Движется, но не плодоносит. Истинных причин не вскроет, хотя наговорит, пыль
в глаза пустит – и в кусты.
Короче, учить в первую очередь надо идеологическую основу, без которой
инструменты работают вслепую. Данный учебник при написании исходил из этого
принципа. Что получилось – судить читателю.
Опойцев Валерий Иванович Российский ученый, просветитель и популяризатор науки, заведующий сектором Института проблем управления Российской академии наук (ИПУ РАН); доктор физико-математических наук, профессор кафедры проблем управления Московского физико-технического института (МФТИ). Создатель и автор крупного Интернет-проекта «Школа Опойцева».

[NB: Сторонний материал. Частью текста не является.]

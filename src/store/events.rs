//! Event stream backends.

use std::fs::{self, OpenOptions};
use std::io::Write;
use std::path::{Path, PathBuf};
use std::sync::Mutex;
use tracing::info;

use super::{EventStream, GovernanceEvent};
use crate::error::{GraphError, Result};

/// Emits each event as a structured tracing record.
#[derive(Debug, Clone, Copy, Default)]
pub struct TracingEventStream;

impl EventStream for TracingEventStream {
    fn log_event(&self, event: &GovernanceEvent) -> Result<()> {
        info!(
            target: "resgraph::events",
            event_type = %event.event_type,
            layer = %event.layer,
            semantic_anchor = %event.semantic_anchor,
            metadata = %event.metadata,
            "governance event"
        );
        Ok(())
    }
}

/// Appends one JSON object per line to a log file.
#[derive(Debug)]
pub struct JsonlEventStream {
    path: PathBuf,
    lock: Mutex<()>,
}

impl JsonlEventStream {
    pub fn new(path: impl Into<PathBuf>) -> Self {
        Self {
            path: path.into(),
            lock: Mutex::new(()),
        }
    }

    pub fn path(&self) -> &Path {
        &self.path
    }
}

impl EventStream for JsonlEventStream {
    fn log_event(&self, event: &GovernanceEvent) -> Result<()> {
        let line = serde_json::to_string(event)?;
        let _guard = self.lock.lock().unwrap_or_else(|e| e.into_inner());

        if let Some(parent) = self.path.parent() {
            fs::create_dir_all(parent).map_err(|e| GraphError::io(parent, e))?;
        }
        let mut file = OpenOptions::new()
            .create(true)
            .append(true)
            .open(&self.path)
            .map_err(|e| GraphError::io(&self.path, e))?;
        writeln!(file, "{line}").map_err(|e| GraphError::io(&self.path, e))?;
        Ok(())
    }
}

/// Captures events in memory.
#[derive(Debug, Default)]
pub struct MemoryEventStream {
    events: Mutex<Vec<GovernanceEvent>>,
}

impl MemoryEventStream {
    pub fn new() -> Self {
        Self::default()
    }

    /// Snapshot of the captured events, oldest first.
    pub fn events(&self) -> Vec<GovernanceEvent> {
        self.events
            .lock()
            .unwrap_or_else(|e| e.into_inner())
            .clone()
    }
}

impl EventStream for MemoryEventStream {
    fn log_event(&self, event: &GovernanceEvent) -> Result<()> {
        self.events
            .lock()
            .unwrap_or_else(|e| e.into_inner())
            .push(event.clone());
        Ok(())
    }
}

#[cfg(test)]
mod tests {
    use super::*;
    use chrono::Utc;
    use serde_json::json;
    use tempfile::TempDir;

    fn event(kind: &str) -> GovernanceEvent {
        GovernanceEvent {
            event_type: kind.to_string(),
            layer: "GL30-49".to_string(),
            semantic_anchor: "resource-graph".to_string(),
            timestamp: Utc::now(),
            metadata: json!({"nodes": 3}),
        }
    }

    #[test]
    fn test_jsonl_appends_lines() {
        let dir = TempDir::new().unwrap();
        let stream = JsonlEventStream::new(dir.path().join("logs/events.jsonl"));
        stream.log_event(&event("build_started")).unwrap();
        stream.log_event(&event("build_completed")).unwrap();

        let text = std::fs::read_to_string(stream.path()).unwrap();
        let lines: Vec<&str> = text.lines().collect();
        assert_eq!(lines.len(), 2);
        let second: GovernanceEvent = serde_json::from_str(lines[1]).unwrap();
        assert_eq!(second.event_type, "build_completed");
        assert!(lines[0].contains("\"eventType\":\"build_started\""));
        assert!(lines[0].contains("\"semanticAnchor\""));
    }

    #[test]
    fn test_memory_stream_captures_in_order() {
        let stream = MemoryEventStream::new();
        stream.log_event(&event("a")).unwrap();
        stream.log_event(&event("b")).unwrap();
        let kinds: Vec<String> = stream.events().into_iter().map(|e| e.event_type).collect();
        assert_eq!(kinds, vec!["a", "b"]);
    }

    #[test]
    fn test_tracing_stream_never_fails() {
        assert!(TracingEventStream.log_event(&event("x")).is_ok());
    }
}
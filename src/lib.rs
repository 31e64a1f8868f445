//! # resgraph
//!
//! Resource graph for repositories: which files exist, what they are, and
//! which of them depend on which.
//!
//! The pipeline runs in fixed stages:
//!
//! - **Scanner**: walks the tree, classifies files, records governance markers
//! - **Indexer**: extracts metadata and regex-detected dependencies
//! - **Graph**: one node per file, one edge per dependency between known files
//! - **Resolver**: path lookup, missing deps, orphans, cycles, compliance
//! - **Pipeline**: runs the stages and persists a timestamped artifact
//!
//! ## Quick Start
//!
//! ```rust,no_run
//! use resgraph::{analyze_repository, GraphConfig};
//! use std::path::Path;
//!
//! let analysis = analyze_repository(Path::new("."), &GraphConfig::default()).unwrap();
//! for cycle in analysis.resolver.resolve_cyclic_dependencies() {
//!     println!("{}", cycle.join(" -> "));
//! }
//! ```

pub mod cli;
pub mod config;
pub mod error;
pub mod graph;
pub mod indexer;
pub mod pipeline;
pub mod resolver;
pub mod scanner;
pub mod store;

// Re-exports for convenience
pub use config::GraphConfig;
pub use error::{GraphError, Result};

pub use graph::{node_id, EdgeKind, GraphData, GraphEdge, GraphNode, GraphStatistics, ResourceGraph};
pub use indexer::{IndexEntry, Indexer};
pub use pipeline::{
    analyze_repository, build_global_resource_graph, check_graph_freshness, latest_artifact_id,
    load_global_resource_graph, Analysis, BuildOutcome, GlobalResourceGraph, LoadedGraph,
};
pub use resolver::{PathResolution, Resolution, Resolutions, Resolver};
pub use scanner::{Language, ResourceFormat, ResourceType, ScanResult, Scanner};

// Persistence
pub use store::{
    Artifact, ArtifactStore, EventStream, FileArtifactStore, GovernanceEvent, JsonlEventStream,
    MemoryArtifactStore, MemoryEventStream, TracingEventStream,
};
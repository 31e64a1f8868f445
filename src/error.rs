//! Error types for resgraph.

use std::path::PathBuf;
use thiserror::Error;

/// Errors produced by the resource graph pipeline.
#[derive(Debug, Error)]
pub enum GraphError {
    /// The scan root does not exist or is not a directory.
    #[error("scan root not found: {0}")]
    RootNotFound(PathBuf),

    /// A filesystem operation failed.
    #[error("i/o error at {path}: {source}")]
    Io {
        path: PathBuf,
        #[source]
        source: std::io::Error,
    },

    #[error("json error: {0}")]
    Json(#[from] serde_json::Error),

    /// The configuration file could not be parsed.
    #[error("config error: {0}")]
    Config(#[from] toml::de::Error),

    /// A path pattern could not be compiled into a matcher.
    #[error("invalid path pattern '{pattern}': {source}")]
    InvalidPattern {
        pattern: String,
        #[source]
        source: regex::Error,
    },

    #[error("artifact not found: {0}")]
    ArtifactNotFound(String),

    /// A stored artifact does not hold a resource graph.
    #[error("invalid artifact {id}: {reason}")]
    InvalidArtifact { id: String, reason: String },

    /// A graph payload references nodes it does not contain.
    #[error("invalid graph: {0}")]
    InvalidGraph(String),
}

impl GraphError {
    pub fn io(path: impl Into<PathBuf>, source: std::io::Error) -> Self {
        GraphError::Io {
            path: path.into(),
            source,
        }
    }
}

/// Result alias used across the crate.
pub type Result<T> = std::result::Result<T, GraphError>;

Практически вся его научная деятельность связана с работой в Институте проблем управления, где в качестве ведущего специалиста в области управления социальными и экономическими системами, статики и динамики сложных систем, он принимал участие во многих научно-прикладных программах и разработках. Руководил прикладными исследованиями для Госплана и Министерства связи СССР, а также крупной научно-исследовательской работой по расчету и оптимизации структуры бортовых вычислительных систем.
Талантливый лектор, Валерий Иванович всегда был увлечен просветительской деятельностью, часто разъезжал по стране, буквально — от Балтики до Камчатки, в качестве активного члена Общества «Знание» — «академии миллионов».
За время работы в Австралии (1998–2001) опубликовал множество статей по математике на английском языке и читал лекции для профессоров в Квинслендском университете.
Последние годы Валерий Иванович посвятил проекту «Школа Опойцева» — это книги, видеолекции и учебные материалы по математике и физике для высшего и школьного образования.
Он был убежден, что: «В условиях информационного наводнения инструменты вчерашнего дня перестают работать. Поэтому учить надо как-то иначе. „Лекции“ дают пример. Плохой ли, хороший — покажет время. Но в любом случае это продукт нового поколения. Те же „колеса“, тот же „руль“, та же математическая суть — но по-другому».